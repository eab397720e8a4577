//! Configuration I/O (YAML loading and saving)

use super::error::{ConfigError, ConfigResult};
use super::preset::Preset;
use super::pta_config::PtaConfig;
use serde::{Deserialize, Serialize};
use std::path::Path;

/// Supported schema versions
const SUPPORTED_VERSIONS: &[u32] = &[1];

/// YAML Schema v1
///
/// ```yaml
/// version: 1
/// preset: balanced
/// overrides:
///   max_iterations: 500000
///   external_policy: empty
/// ```
#[derive(Debug, Clone, Serialize, Deserialize)]
#[serde(deny_unknown_fields)]
pub struct ConfigFileV1 {
    /// Schema version (always 1 for v1)
    pub version: u32,

    /// Base preset
    pub preset: String,

    /// Fine-grained overrides, merged field by field over the preset
    #[serde(skip_serializing_if = "Option::is_none")]
    pub overrides: Option<serde_yaml::Mapping>,
}

impl PtaConfig {
    /// Parse a versioned YAML document
    pub fn from_yaml_str(yaml: &str) -> ConfigResult<Self> {
        let file: ConfigFileV1 = serde_yaml::from_str(yaml)?;
        if !SUPPORTED_VERSIONS.contains(&file.version) {
            return Err(ConfigError::UnsupportedVersion {
                found: file.version,
                supported: SUPPORTED_VERSIONS.to_vec(),
            });
        }

        let base = PtaConfig::from_preset(Preset::from_str(&file.preset)?);
        let config = match file.overrides {
            Some(overrides) => {
                let mut merged = match serde_yaml::to_value(&base)? {
                    serde_yaml::Value::Mapping(m) => m,
                    _ => serde_yaml::Mapping::new(),
                };
                for (key, value) in overrides {
                    merged.insert(key, value);
                }
                serde_yaml::from_value(serde_yaml::Value::Mapping(merged))?
            }
            None => base,
        };

        config.validate()?;
        Ok(config)
    }

    /// Load a versioned YAML file
    pub fn from_yaml(path: impl AsRef<Path>) -> ConfigResult<Self> {
        let content = std::fs::read_to_string(path)?;
        Self::from_yaml_str(&content)
    }

    /// Serialize as a versioned YAML document (`custom` preset + full overrides)
    pub fn to_yaml(&self) -> ConfigResult<String> {
        let overrides = match serde_yaml::to_value(self)? {
            serde_yaml::Value::Mapping(m) => Some(m),
            _ => None,
        };
        let file = ConfigFileV1 {
            version: 1,
            preset: Preset::Custom.as_str().to_string(),
            overrides,
        };
        Ok(serde_yaml::to_string(&file)?)
    }
}
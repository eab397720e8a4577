//! Analysis Configuration
//!
//! Two ways to configure the points-to core:
//! - Preset: `PtaConfig::from_preset(Preset::Balanced)` plus builder setters,
//!   checked by `PtaConfig::validate`
//! - YAML: `PtaConfig::from_yaml("pta.yaml")` (versioned schema, see `io`)
//!
//! # Examples
//!
//! ```rust,ignore
//! use pta_core::config::{PtaConfig, Preset, ExternalPolicy};
//!
//! let config = PtaConfig::from_preset(Preset::Thorough)
//!     .external_policy(ExternalPolicy::Empty)
//!     .max_iterations(Some(1_000_000));
//! config.validate()?;
//! ```

pub mod error;
pub mod io;
pub mod preset;
pub mod pta_config;

// Re-exports
pub use error::{ConfigError, ConfigResult};
pub use io::ConfigFileV1;
pub use preset::Preset;
pub use pta_config::{ExternalPolicy, PointerLayout, PtaConfig};
//! Domain models for Points-to Analysis
//!
//! Core abstractions independent of the solving algorithm:
//! - Node: dense indices, special nodes, function records
//! - Constraint: ADDR_OF, COPY, LOAD, STORE and call sites
//! - PointsToGraph: solved relation and query surface

pub mod constraint;
pub mod node;
pub mod points_to_graph;

pub use constraint::{CallSite, Constraint, ConstraintKind, ConstraintSet};
pub use node::{
    FunctionNodes, NodeIndex, NodeInfo, NodeKind, FIRST_REGULAR_NODE, NULL_OBJECT, NULL_PTR,
    UNIVERSAL_OBJ, UNIVERSAL_PTR,
};
pub use points_to_graph::{GraphStats, PointsTo, PointsToGraph, SolveStats, SolveStatus};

- EXERCISE DETAILS: Copying should begin at the line containing "pub mod constraint;" and end at the last line of the material, with every line in between reproduced exactly.

- RESPONSE:
pub mod constraint;
pub mod node;
pub mod points_to_graph;

pub use constraint::{CallSite, Constraint, ConstraintKind, ConstraintSet};
pub use node::{
    FunctionNodes, NodeIndex, NodeInfo, NodeKind, FIRST_REGULAR_NODE, NULL_OBJECT, NULL_PTR,
    UNIVERSAL_OBJ, UNIVERSAL_PTR,
};
pub use points_to_graph::{GraphStats, PointsTo, PointsToGraph, SolveStats, SolveStatus};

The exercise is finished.